Stored data entries:
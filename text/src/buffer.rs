//! Host buffer capability and its rope-backed implementation.
//!
//! [`HostBuffer`] is everything a document window needs from the text it projects onto: read
//! access, the three mutations, line lookup and live range markers. [`TextBuffer`] implements
//! it over a [`ropey::Rope`] with an owned [`MarkerTable`].
//!
//! All offsets are char offsets.

use crate::marker::{BufferEdit, MarkerId, MarkerOptions, MarkerTable};
use parking_lot::RwLock;
use ropey::Rope;
use snafu::{ensure, Snafu};
use std::{ops::Range, sync::Arc};

/// Errors that can occur during buffer operations
#[derive(Debug, Clone, PartialEq, Eq, Snafu)]
pub enum EditError {
    /// Offset lies past the end of the buffer
    #[snafu(display("Offset {offset} is beyond buffer length {len}"))]
    OffsetOutOfBounds { offset: usize, len: usize },

    /// Range start is after its end
    #[snafu(display("Invalid range: start {start} > end {end}"))]
    InvalidRange { start: usize, end: usize },
}

/// Text storage that a document window can project onto.
///
/// Mutations reject out of range offsets instead of clamping. Reads through
/// [`HostBuffer::slice`] clamp, since marker ranges are always in bounds.
pub trait HostBuffer {
    fn text(&self) -> String;

    /// Length in chars.
    fn len(&self) -> usize;

    fn is_empty(&self) -> bool {
        self.len() == 0
    }

    /// Text of `range`, clamped to the buffer.
    fn slice(&self, range: Range<usize>) -> String;

    fn insert(&mut self, offset: usize, text: &str) -> Result<(), EditError> {
        self.replace(offset..offset, text)
    }

    fn delete(&mut self, range: Range<usize>) -> Result<(), EditError> {
        self.replace(range, "")
    }

    fn replace(&mut self, range: Range<usize>, text: &str) -> Result<(), EditError>;

    /// Insert `text` on behalf of the marker `owner`.
    ///
    /// Only `owner` grows over the new text when other markers touch `offset`. The default
    /// falls back to a plain [`HostBuffer::insert`].
    fn insert_into_marker(
        &mut self,
        owner: MarkerId,
        offset: usize,
        text: &str,
    ) -> Result<(), EditError> {
        let _ = owner;
        self.insert(offset, text)
    }

    /// Zero based line containing `offset`. Offsets past the end report the last line.
    fn line_number(&self, offset: usize) -> usize;

    fn create_marker(
        &mut self,
        range: Range<usize>,
        options: MarkerOptions,
    ) -> Result<MarkerId, EditError>;

    /// Current range of a marker, `None` once its text was deleted or it was released.
    fn marker_range(&self, id: MarkerId) -> Option<Range<usize>>;

    fn is_marker_valid(&self, id: MarkerId) -> bool {
        self.marker_range(id).is_some()
    }

    fn release_marker(&mut self, id: MarkerId);

    /// Modification stamp, bumped by every applied mutation.
    fn version(&self) -> u64;
}

/// Shared, non-exclusive handle to a host buffer.
pub type SharedBuffer<B = TextBuffer> = Arc<RwLock<B>>;

/// Wrap a buffer for sharing between windows and other editors.
pub fn shared<B: HostBuffer>(buffer: B) -> SharedBuffer<B> {
    Arc::new(RwLock::new(buffer))
}

/// Rope-backed [`HostBuffer`].
#[derive(Debug, Clone, Default)]
pub struct TextBuffer {
    rope: Rope,
    markers: MarkerTable,
    version: u64,
}

impl TextBuffer {
    pub fn new() -> Self {
        Self::default()
    }

    pub fn from_text(text: &str) -> Self {
        Self {
            rope: Rope::from_str(text),
            markers: MarkerTable::new(),
            version: 0,
        }
    }

    pub fn rope(&self) -> &Rope {
        &self.rope
    }

    pub fn line_count(&self) -> usize {
        self.rope.len_lines()
    }

    /// Markers that have not been released, including invalidated ones.
    pub fn marker_count(&self) -> usize {
        self.markers.len()
    }

    fn check_range(&self, range: &Range<usize>) -> Result<(), EditError> {
        ensure!(
            range.start <= range.end,
            InvalidRangeSnafu {
                start: range.start,
                end: range.end,
            }
        );
        let len = self.rope.len_chars();
        ensure!(
            range.end <= len,
            OffsetOutOfBoundsSnafu {
                offset: range.end,
                len,
            }
        );
        Ok(())
    }

    fn edit(
        &mut self,
        range: Range<usize>,
        text: &str,
        owner: Option<MarkerId>,
    ) -> Result<(), EditError> {
        self.check_range(&range)?;
        let new_len = text.chars().count();
        if range.is_empty() && new_len == 0 {
            return Ok(());
        }

        if !range.is_empty() {
            self.rope.remove(range.clone());
        }
        if new_len > 0 {
            self.rope.insert(range.start, text);
        }
        let edit = BufferEdit {
            old_range: range.clone(),
            new_len,
        };
        match owner {
            Some(owner) => self.markers.apply_owned(&edit, owner),
            None => self.markers.apply(&edit),
        }
        self.version += 1;

        tracing::trace!(?range, new_len, version = self.version, "buffer edited");
        Ok(())
    }
}

impl HostBuffer for TextBuffer {
    fn text(&self) -> String {
        self.rope.to_string()
    }

    fn len(&self) -> usize {
        self.rope.len_chars()
    }

    fn slice(&self, range: Range<usize>) -> String {
        let len = self.rope.len_chars();
        let end = range.end.min(len);
        let start = range.start.min(end);
        self.rope.slice(start..end).to_string()
    }

    fn replace(&mut self, range: Range<usize>, text: &str) -> Result<(), EditError> {
        self.edit(range, text, None)
    }

    fn insert_into_marker(
        &mut self,
        owner: MarkerId,
        offset: usize,
        text: &str,
    ) -> Result<(), EditError> {
        self.edit(offset..offset, text, Some(owner))
    }

    fn line_number(&self, offset: usize) -> usize {
        self.rope.char_to_line(offset.min(self.rope.len_chars()))
    }

    fn create_marker(
        &mut self,
        range: Range<usize>,
        options: MarkerOptions,
    ) -> Result<MarkerId, EditError> {
        self.check_range(&range)?;
        Ok(self.markers.create(range, options))
    }

    fn marker_range(&self, id: MarkerId) -> Option<Range<usize>> {
        self.markers.range(id)
    }

    fn release_marker(&mut self, id: MarkerId) {
        self.markers.release(id);
    }

    fn version(&self) -> u64 {
        self.version
    }
}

Exercise: Down to the last line, repeat the data exactly.

Result of the task:
filename text/src/buffer.rs
//! Host buffer capability and its rope-backed implementation.
//!
//! [`HostBuffer`] is everything a document window needs from the text it projects onto: read
//! access, the three mutations, line lookup and live range markers. [`TextBuffer`] implements
//! it over a [`ropey::Rope`] with an owned [`MarkerTable`].
//!
//! All offsets are char offsets.

use crate::marker::{BufferEdit, MarkerId, MarkerOptions, MarkerTable};
use parking_lot::RwLock;
use ropey::Rope;
use snafu::{ensure, Snafu};
use std::{ops::Range, sync::Arc};

/// Errors that can occur during buffer operations
#[derive(Debug, Clone, PartialEq, Eq, Snafu)]
pub enum EditError {
    /// Offset lies past the end of the buffer
    #[snafu(display("Offset {offset} is beyond buffer length {len}"))]
    OffsetOutOfBounds { offset: usize, len: usize },

    /// Range start is after its end
    #[snafu(display("Invalid range: start {start} > end {end}"))]
    InvalidRange { start: usize, end: usize },
}

/// Text storage that a document window can project onto.
///
/// Mutations reject out of range offsets instead of clamping. Reads through
/// [`HostBuffer::slice`] clamp, since marker ranges are always in bounds.
pub trait HostBuffer {
    fn text(&self) -> String;

    /// Length in chars.
    fn len(&self) -> usize;

    fn is_empty(&self) -> bool {
        self.len() == 0
    }

    /// Text of `range`, clamped to the buffer.
    fn slice(&self, range: Range<usize>) -> String;

    fn insert(&mut self, offset: usize, text: &str) -> Result<(), EditError> {
        self.replace(offset..offset, text)
    }

    fn delete(&mut self, range: Range<usize>) -> Result<(), EditError> {
        self.replace(range, "")
    }

    fn replace(&mut self, range: Range<usize>, text: &str) -> Result<(), EditError>;

    /// Insert `text` on behalf of the marker `owner`.
    ///
    /// Only `owner` grows over the new text when other markers touch `offset`. The default
    /// falls back to a plain [`HostBuffer::insert`].
    fn insert_into_marker(
        &mut self,
        owner: MarkerId,
        offset: usize,
        text: &str,
    ) -> Result<(), EditError> {
        let _ = owner;
        self.insert(offset, text)
    }

    /// Zero based line containing `offset`. Offsets past the end report the last line.
    fn line_number(&self, offset: usize) -> usize;

    fn create_marker(
        &mut self,
        range: Range<usize>,
        options: MarkerOptions,
    ) -> Result<MarkerId, EditError>;

    /// Current range of a marker, `None` once its text was deleted or it was released.
    fn marker_range(&self, id: MarkerId) -> Option<Range<usize>>;

    fn is_marker_valid(&self, id: MarkerId) -> bool {
        self.marker_range(id).is_some()
    }

    fn release_marker(&mut self, id: MarkerId);

    /// Modification stamp, bumped by every applied mutation.
    fn version(&self) -> u64;
}

/// Shared, non-exclusive handle to a host buffer.
pub type SharedBuffer<B = TextBuffer> = Arc<RwLock<B>>;

/// Wrap a buffer for sharing between windows and other editors.
pub fn shared<B: HostBuffer>(buffer: B) -> SharedBuffer<B> {
    Arc::new(RwLock::new(buffer))
}

/// Rope-backed [`HostBuffer`].
#[derive(Debug, Clone, Default)]
pub struct TextBuffer {
    rope: Rope,
    markers: MarkerTable,
    version: u64,
}

impl TextBuffer {
    pub fn new() -> Self {
        Self::default()
    }

    pub fn from_text(text: &str) -> Self {
        Self {
            rope: Rope::from_str(text),
            markers: MarkerTable::new(),
            version: 0,
        }
    }

    pub fn rope(&self) -> &Rope {
        &self.rope
    }

    pub fn line_count(&self) -> usize {
        self.rope.len_lines()
    }

    /// Markers that have not been released, including invalidated ones.
    pub fn marker_count(&self) -> usize {
        self.markers.len()
    }

    fn check_range(&self, range: &Range<usize>) -> Result<(), EditError> {
        ensure!(
            range.start <= range.end,
            InvalidRangeSnafu {
                start: range.start,
                end: range.end,
            }
        );
        let len = self.rope.len_chars();
        ensure!(
            range.end <= len,
            OffsetOutOfBoundsSnafu {
                offset: range.end,
                len,
            }
        );
        Ok(())
    }

    fn edit(
        &mut self,
        range: Range<usize>,
        text: &str,
        owner: Option<MarkerId>,
    ) -> Result<(), EditError> {
        self.check_range(&range)?;
        let new_len = text.chars().count();
        if range.is_empty() && new_len == 0 {
            return Ok(());
        }

        if !range.is_empty() {
            self.rope.remove(range.clone());
        }
        if new_len > 0 {
            self.rope.insert(range.start, text);
        }
        let edit = BufferEdit {
            old_range: range.clone(),
            new_len,
        };
        match owner {
            Some(owner) => self.markers.apply_owned(&edit, owner),
            None => self.markers.apply(&edit),
        }
        self.version += 1;

        tracing::trace!(?range, new_len, version = self.version, "buffer edited");
        Ok(())
    }
}

impl HostBuffer for TextBuffer {
    fn text(&self) -> String {
        self.rope.to_string()
    }

    fn len(&self) -> usize {
        self.rope.len_chars()
    }

    fn slice(&self, range: Range<usize>) -> String {
        let len = self.rope.len_chars();
        let end = range.end.min(len);
        let start = range.start.min(end);
        self.rope.slice(start..end).to_string()
    }

    fn replace(&mut self, range: Range<usize>, text: &str) -> Result<(), EditError> {
        self.edit(range, text, None)
    }

    fn insert_into_marker(
        &mut self,
        owner: MarkerId,
        offset: usize,
        text: &str,
    ) -> Result<(), EditError> {
        self.edit(offset..offset, text, Some(owner))
    }

    fn line_number(&self, offset: usize) -> usize {
        self.rope.char_to_line(offset.min(self.rope.len_chars()))
    }

    fn create_marker(
        &mut self,
        range: Range<usize>,
        options: MarkerOptions,
    ) -> Result<MarkerId, EditError> {
        self.check_range(&range)?;
        Ok(self.markers.create(range, options))
    }

    fn marker_range(&self, id: MarkerId) -> Option<Range<usize>> {
        self.markers.range(id)
    }

    fn release_marker(&mut self, id: MarkerId) {
        self.markers.release(id);
    }

    fn version(&self) -> u64 {
        self.version
    }
}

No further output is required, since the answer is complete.